Prior attempts to meet these needs have proven inadequate. That is because the requirements for retaining the individual parts together as a single unit prior to assembly are multifaceted. In particular, it is required that any system that is used to accomplish this temporary retaining purpose cannot interfere with or alter the final assembly of the parts. For example, the structure used to accomplish the retaining function cannot alter the seating torques required to achieve a desired clamp load. Thus, there is a complicated balancing act between providing a retaining material which is tough enough to resist part disassembly, yet not change or interfere with the final assembly.
The prior art does not provide a completely adequate solution to this relatively recent assembly problem. For example, U.S. Pat. No. 4,851,175 to Wallace discloses a method of making O-rings by supplying a continuous stream of liquid hot melt material under the force of gravity alone onto a rotating spindle or directly upon the shank of the rotating fastener. This method, however, is capable of forming only a continuous O-ring around the outer circumference of the fastener and generally uses a heater such as a flame jet spaced from a falling filament of material to soften the deposit on each fastener to cause it to flow into a more conforming state as required such as a flatter wider band.
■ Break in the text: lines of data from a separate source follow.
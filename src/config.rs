//! Configuration
//! Mission: Resolve CLI flags, environment and the config file into one startup config
//!
//! Precedence: flag / environment variable > config file > default.

use crate::auth::{errors::AuthError, models::Credential};
use anyhow::{bail, Context, Result};
use clap::Parser;
use serde::Deserialize;
use std::fmt;
use std::fs;
use std::path::{Path, PathBuf};
use std::time::Duration;

pub const DEFAULT_PORT: u16 = 8080;
pub const DEFAULT_TOKEN_TTL_SECS: u64 = 3600;
/// Upper bound on the token lifetime (7 days).
pub const MAX_TOKEN_TTL_SECS: u64 = 7 * 24 * 3600;

#[derive(Debug, Parser)]
#[command(name = "tokengate")]
#[command(about = "Bearer-token gate: login, logout and verified identity for a resource API")]
pub struct Cli {
    /// Path to the TOML config file (users, optional [server] and [jwt] sections)
    #[arg(long, env = "TOKENGATE_CONFIG", default_value = "config.toml")]
    pub config: PathBuf,

    /// Address to bind
    #[arg(long, env = "HOST", default_value = "0.0.0.0")]
    pub host: String,

    /// Port to listen on (overrides [server].port)
    #[arg(long, env = "PORT")]
    pub port: Option<u16>,

    /// HMAC signing secret (overrides [jwt].secret)
    #[arg(long, env = "JWT_SECRET", hide_env_values = true)]
    pub jwt_secret: Option<String>,

    /// Token time-to-live in seconds (overrides [jwt].ttl_secs)
    #[arg(long, env = "TOKEN_TTL_SECS")]
    pub token_ttl_secs: Option<u64>,

    /// How often expired revocations are swept, in seconds
    #[arg(long, env = "REVOCATION_PRUNE_SECS", default_value = "60")]
    pub prune_interval_secs: u64,
}

/// On-disk config file.
#[derive(Debug, Default, Deserialize)]
#[serde(default)]
pub struct FileConfig {
    pub server: ServerSection,
    pub jwt: JwtSection,
    pub users: Vec<Credential>,
}

#[derive(Debug, Default, Deserialize)]
#[serde(default)]
pub struct ServerSection {
    pub port: Option<u16>,
}

#[derive(Default, Deserialize)]
#[serde(default)]
pub struct JwtSection {
    pub secret: Option<String>,
    pub ttl_secs: Option<u64>,
}

impl fmt::Debug for JwtSection {
    fn fmt(&self, f: &mut fmt::Formatter<'_>) -> fmt::Result {
        f.debug_struct("JwtSection")
            .field("secret", &self.secret.as_ref().map(|_| "<redacted>"))
            .field("ttl_secs", &self.ttl_secs)
            .finish()
    }
}

impl FileConfig {
    pub fn load(path: &Path) -> Result<Self> {
        let raw = fs::read_to_string(path)
            .with_context(|| format!("Failed to read config file {}", path.display()))?;
        Self::parse(&raw).with_context(|| format!("Invalid config file {}", path.display()))
    }

    pub fn parse(raw: &str) -> Result<Self> {
        toml::from_str(raw).context("Failed to parse TOML")
    }
}

/// Fully resolved startup configuration.
pub struct GateConfig {
    pub bind_addr: String,
    pub jwt_secret: String,
    pub token_ttl: Duration,
    pub prune_interval: Duration,
    pub users: Vec<Credential>,
}

impl fmt::Debug for GateConfig {
    fn fmt(&self, f: &mut fmt::Formatter<'_>) -> fmt::Result {
        f.debug_struct("GateConfig")
            .field("bind_addr", &self.bind_addr)
            .field("jwt_secret", &"<redacted>")
            .field("token_ttl", &self.token_ttl)
            .field("prune_interval", &self.prune_interval)
            .field("users", &self.users.len())
            .finish()
    }
}

impl GateConfig {
    /// Read the config file named by `cli` and merge it with the flags.
    pub fn load(cli: Cli) -> Result<Self> {
        let file = FileConfig::load(&cli.config)?;
        Self::resolve(cli, file)
    }

    pub fn resolve(cli: Cli, file: FileConfig) -> Result<Self> {
        let jwt_secret = non_blank(cli.jwt_secret)
            .or_else(|| non_blank(file.jwt.secret))
            .ok_or(AuthError::SigningKeyUnavailable)
            .context("Set JWT_SECRET or [jwt].secret")?;

        let ttl_secs = cli
            .token_ttl_secs
            .or(file.jwt.ttl_secs)
            .unwrap_or(DEFAULT_TOKEN_TTL_SECS);
        if ttl_secs == 0 {
            bail!("Token TTL must be greater than zero");
        }
        if ttl_secs > MAX_TOKEN_TTL_SECS {
            bail!(
                "Token TTL of {}s exceeds the maximum of {}s",
                ttl_secs,
                MAX_TOKEN_TTL_SECS
            );
        }

        if cli.prune_interval_secs == 0 {
            bail!("Revocation prune interval must be greater than zero");
        }

        let port = cli.port.or(file.server.port).unwrap_or(DEFAULT_PORT);

        Ok(Self {
            bind_addr: format!("{}:{}", cli.host, port),
            jwt_secret,
            token_ttl: Duration::from_secs(ttl_secs),
            prune_interval: Duration::from_secs(cli.prune_interval_secs),
            users: file.users,
        })
    }
}

fn non_blank(value: Option<String>) -> Option<String> {
    value.filter(|v| !v.trim().is_empty())
}
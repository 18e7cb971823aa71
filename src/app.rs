//! Router assembly.
//!
//! Public: `/health`, `/api/login`, `/api/logout`. Everything else sits behind
//! the auth gate, including any routes the caller plugs in.

use crate::auth::{api as auth_api, auth_middleware, AuthState};
use crate::middleware::request_logging;
use axum::{
    middleware,
    routing::{get, post},
    Json, Router,
};
use serde_json::{json, Value};

/// Auth endpoints plus `/api/me`, with no extra protected routes.
pub fn router(state: AuthState) -> Router {
    router_with(state, Router::new())
}

/// Auth endpoints, with `protected` mounted behind the gate.
///
/// Handlers in `protected` can take an [`Identity`](crate::auth::Identity)
/// argument to learn who is calling.
pub fn router_with(state: AuthState, protected: Router) -> Router {
    let gate = state.gate.clone();

    let auth_routes = Router::new()
        .route("/api/login", post(auth_api::login))
        .route("/api/logout", post(auth_api::logout))
        .with_state(state);

    let protected_routes = protected
        .route("/api/me", get(auth_api::me))
        .route_layer(middleware::from_fn_with_state(gate, auth_middleware));

    let public_routes = Router::new().route("/health", get(health_check));

    Router::new()
        .merge(public_routes)
        .merge(protected_routes)
        .merge(auth_routes)
        .layer(middleware::from_fn(request_logging))
}

async fn health_check() -> Json<Value> {
    Json(json!({ "status": "ok" }))
}
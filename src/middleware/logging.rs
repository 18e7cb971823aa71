//! Request logging middleware.
//!
//! Logs every HTTP request with method, path, status code, and latency.

use axum::{body::Body, http::Request, middleware::Next, response::Response};
use std::time::Instant;
use tracing::{info, warn};

/// Access log for every request except `/health`.
///
/// 5xx responses are logged at WARN, everything else at INFO. The
/// `Authorization` header is never recorded.
pub async fn request_logging(request: Request<Body>, next: Next) -> Response {
    let method = request.method().clone();
    let path = request.uri().path().to_string();

    // Skip logging for health checks to reduce noise
    if path == "/health" {
        return next.run(request).await;
    }

    let start = Instant::now();
    let response = next.run(request).await;
    let latency_ms = start.elapsed().as_millis() as u64;
    let status = response.status().as_u16();

    if status >= 500 {
        warn!(
            method = %method,
            path = %path,
            status,
            latency_ms,
            "Request failed (5xx)"
        );
    } else if status == 401 {
        info!(
            method = %method,
            path = %path,
            status,
            latency_ms,
            "Request unauthorized"
        );
    } else {
        info!(
            method = %method,
            path = %path,
            status,
            latency_ms,
            "Request completed"
        );
    }

    response
}
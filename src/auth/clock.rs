//! Time source for issuance, expiry and pruning.

use chrono::{DateTime, Duration, Utc};
use parking_lot::Mutex;

pub trait Clock: Send + Sync {
    fn now(&self) -> DateTime<Utc>;

    fn now_ts(&self) -> i64 {
        self.now().timestamp()
    }
}

/// Wall clock.
#[derive(Debug, Clone, Copy, Default)]
pub struct SystemClock;

impl Clock for SystemClock {
    fn now(&self) -> DateTime<Utc> {
        Utc::now()
    }
}

/// Clock that only moves when told to. Used to exercise expiry and pruning.
#[derive(Debug)]
pub struct ManualClock {
    now: Mutex<DateTime<Utc>>,
}

impl ManualClock {
    pub fn new(start: DateTime<Utc>) -> Self {
        Self {
            now: Mutex::new(start),
        }
    }

    /// Starts at the current wall-clock time.
    pub fn starting_now() -> Self {
        Self::new(Utc::now())
    }

    pub fn advance(&self, by: Duration) {
        let mut now = self.now.lock();
        *now += by;
    }

    pub fn set(&self, to: DateTime<Utc>) {
        *self.now.lock() = to;
    }
}

impl Clock for ManualClock {
    fn now(&self) -> DateTime<Utc> {
        *self.now.lock()
    }
}
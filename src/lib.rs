//! tokengate
//!
//! Credential and token lifecycle for a resource API: login issues a signed
//! bearer token, every protected request is verified at the gate, and logout
//! revokes a token before its natural expiry.

pub mod app;
pub mod auth;
pub mod config;
pub mod middleware;
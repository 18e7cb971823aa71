//! Authentication Module
//! Mission: Issue, verify and revoke short-lived signed bearer tokens

pub mod api;
pub mod clock;
pub mod credential_store;
pub mod errors;
pub mod jwt;
pub mod middleware;
pub mod models;
pub mod revocation;

pub use api::AuthState;
pub use clock::{Clock, ManualClock, SystemClock};
pub use credential_store::CredentialStore;
pub use errors::{AuthError, TokenError};
pub use jwt::{IssuedToken, SigningKey, TokenIssuer, TokenValidator};
pub use middleware::{auth_middleware, AuthGate, GateError};
pub use models::{Claims, Credential, Identity};
pub use revocation::{spawn_pruner, RevocationRegistry};
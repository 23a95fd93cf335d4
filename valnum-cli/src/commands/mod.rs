pub mod check;
pub mod common;
pub mod optimize;
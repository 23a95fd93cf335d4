use thiserror::Error;

macro_rules! malformed_error {
    // Single string version
    ($msg:expr) => {
        crate::Error::Malformed {
            message: $msg.to_string(),
            file: file!(),
            line: line!(),
        }
    };

    // Format string with arguments version
    ($fmt:expr, $($arg:tt)*) => {
        crate::Error::Malformed {
            message: format!($fmt, $($arg)*),
            file: file!(),
            line: line!(),
        }
    };
}

/// The generic Error type, which provides coverage for all errors this library can potentially
/// return.
///
/// The value numbering core itself is total over well-formed statements and never returns an
/// error. Everything here originates in the text boundary (parsing a program) or in file I/O.
///
/// # Error Categories
///
/// ## Input Errors
/// - [`Error::MalformedStatement`] - A source line does not match the statement grammar
/// - [`Error::Malformed`] - A structurally invalid value was constructed outside the grammar
/// - [`Error::Empty`] - The program contains no statements
///
/// ## I/O Errors
/// - [`Error::FileError`] - Filesystem I/O errors
///
/// # Examples
///
/// ```rust
/// use valnum::{text::parse_program, Error};
///
/// match parse_program("x := a + b\ny = a + b\n") {
///     Ok(program) => println!("{} statements", program.len()),
///     Err(Error::MalformedStatement { line, text, reason }) => {
///         eprintln!("line {line}: {reason}: `{text}`");
///     }
///     Err(e) => eprintln!("Other error: {e}"),
/// }
/// ```
#[derive(Error, Debug)]
pub enum Error {
    /// A source line does not match `<ident> := <ident> <op> <ident>`.
    ///
    /// Raised by the statement parser before the value numbering core ever sees the line.
    /// Parsing stops at the first malformed line, there is no recovery.
    ///
    /// # Fields
    ///
    /// * `line` - 1-based line number inside the source text
    /// * `text` - The offending line, trimmed
    /// * `reason` - What the parser expected at the point of failure
    #[error("Malformed statement on line {line}: {reason} - `{text}`")]
    MalformedStatement {
        /// 1-based source line number
        line: usize,
        /// The trimmed text of the offending line
        text: String,
        /// Human readable description of the mismatch
        reason: String,
    },

    /// An invalid value was built through the programmatic API.
    ///
    /// The error includes the source location where the malformation was detected for
    /// debugging purposes.
    ///
    /// # Fields
    ///
    /// * `message` - Detailed description of what was malformed
    /// * `file` - Source file where the error was detected
    /// * `line` - Source line where the error was detected
    #[error("Malformed - {file}:{line}: {message}")]
    Malformed {
        /// The message to be printed for the Malformed error
        message: String,
        /// The source file in which this error occured
        file: &'static str,
        /// The source line in which this error occured
        line: u32,
    },

    /// Provided input was empty.
    ///
    /// Returned when a program file contains nothing but blank lines and the caller asked
    /// for a non-empty program.
    #[error("Provided input was empty")]
    Empty,

    /// File I/O error.
    ///
    /// Wraps standard I/O errors that can occur while reading a program or writing the
    /// optimized output.
    #[error("{0}")]
    FileError(#[from] std::io::Error),
}
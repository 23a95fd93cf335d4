mod app;
mod commands;
mod output;

use anyhow::Context;
use clap::Parser;

use crate::app::{Cli, Command};

fn main() -> anyhow::Result<()> {
    ctrlc::set_handler(|| {
        eprintln!("\nCancelled.");
        std::process::exit(130);
    })
    .context("failed to set Ctrl+C handler")?;

    let cli = Cli::parse();

    // Show valnum info+ on stderr unless --json; --verbose enables debug; RUST_LOG overrides
    if !cli.global.json {
        let level = if cli.global.verbose {
            log::LevelFilter::Debug
        } else {
            log::LevelFilter::Info
        };
        env_logger::Builder::new()
            .filter_module("valnum", level)
            .parse_default_env()
            .target(env_logger::Target::Stderr)
            .format_timestamp(None)
            .format_module_path(false)
            .format_target(false)
            .init();
    }

    match &cli.command {
        Command::Optimize {
            path,
            output,
            suffix,
            recursive,
            no_cleanup,
            no_annotate,
            inputs,
            stats,
            report,
        } => commands::optimize::run(
            path,
            &commands::optimize::OptimizeOptions {
                output: output.as_deref(),
                suffix,
                recursive: *recursive,
                no_cleanup: *no_cleanup,
                no_annotate: *no_annotate,
                inputs: inputs.as_deref(),
                show_stats: *stats,
                report: report.as_deref(),
                global: &cli.global,
            },
        ),
        Command::Check { path } => commands::check::run(path, &cli.global),
    }
}
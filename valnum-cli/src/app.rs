use std::path::PathBuf;

use clap::{Parser, Subcommand};

/// valnum - local value numbering for three-address code
#[derive(Debug, Parser)]
#[command(name = "valnum", version, about, long_about = None)]
pub struct Cli {
    #[command(flatten)]
    pub global: GlobalOptions,

    #[command(subcommand)]
    pub command: Command,
}

/// Options shared across all subcommands.
#[derive(Debug, Parser)]
pub struct GlobalOptions {
    /// Emit output as JSON instead of human-readable text.
    #[arg(long, global = true)]
    pub json: bool,

    /// Enable verbose (debug-level) logging output.
    #[arg(short, long, global = true)]
    pub verbose: bool,
}

#[derive(Debug, Subcommand)]
pub enum Command {
    /// Eliminate redundant computations in a basic block and write the result.
    Optimize {
        /// Program file (or directory with --recursive).
        #[arg(value_name = "FILE")]
        path: PathBuf,

        /// Output file or directory.
        #[arg(short, long, value_name = "PATH")]
        output: Option<PathBuf>,

        /// Suffix appended to the input file name (default: "_vno").
        #[arg(long, default_value = "_vno")]
        suffix: String,

        /// Recursively process every `.tac` file in a directory.
        #[arg(long)]
        recursive: bool,

        /// Keep synthetic copies even when their value is never reused.
        #[arg(long)]
        no_cleanup: bool,

        /// Don't annotate rewritten statements with a `// Replaced ...` comment.
        #[arg(long)]
        no_annotate: bool,

        /// Declared block inputs; other identifiers read before assignment are reported.
        #[arg(long, value_name = "NAMES", value_delimiter = ',')]
        inputs: Option<Vec<String>>,

        /// Show per-statement events and counters.
        #[arg(long)]
        stats: bool,

        /// Write detailed JSON report.
        #[arg(long, value_name = "FILE")]
        report: Option<PathBuf>,
    },

    /// Parse a program and list its statements without optimizing.
    Check {
        /// Program file.
        #[arg(value_name = "FILE")]
        path: PathBuf,
    },
}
In addition, this prior art method contemplates a continuous filament of hot liquid material falling from a nozzle that is not capable of precisely locating a dot of such material on only a portion of the outer circumference of such fasteners. As a result, this method is only effective in producing O-rings that cover the entire 360.degree. circumference of a portion of a fastener. Such an O-ring is usually intended to effect the final assembly of parts by acting as a seal or the like. Such an O-ring would be insufficient in many instances to provide a deposit of material that is tough enough to resist part disassembly, but does not interfere with or alter the final assembly of the parts. This prior art method likewise does not provide for discontinuous flow of material that only activates in the presence of a fastener.
It is likewise known to apply a patch of resilient thermoplastic material on a portion or all of the circumference of a selected portion of a fastener such as described in U.S. Pat. No. 3,787,222 to Duffy et al. The material deposited, however, acts not to temporarily retain two parts such as a bolt and washer in place, but rather to increase the resistance between two mating threaded parts in a final assembly and make them self locking so that they will have substantially increased resistance to uncoupling due to vibration and the like.
Another known method of applying thermoplastic material to substrates is disclosed, for example, in U.S. Pat. No. Reissue 33,766 to Duffy et al. This method applies a masking insulating or lubricating coating of teflon or similar material to all or a portion of the threads of the coating. However, the coating produced by this method does not extend far enough above the surface of the fastener or have sufficient retaining ability in order to serve as a retaining element for a second part. Both of these above described methods produce materials that tend to closely follow the contours of the threads of the fastener when applied and also interfere with the ultimate assembly of the parts.
It is apparent, therefore, that there is need to be able to form discrete deposits of material onto the surface of a part over 360.degree. or less of the circumference of the part in order to form a deposit that resists part disassembly, but does not interfere with or alter the final assembly of the parts. The present invention further contemplates a method of forming more than one retaining element either of the same or different types on a single fastener or other discrete article and fasteners with such retaining elements applied thereto.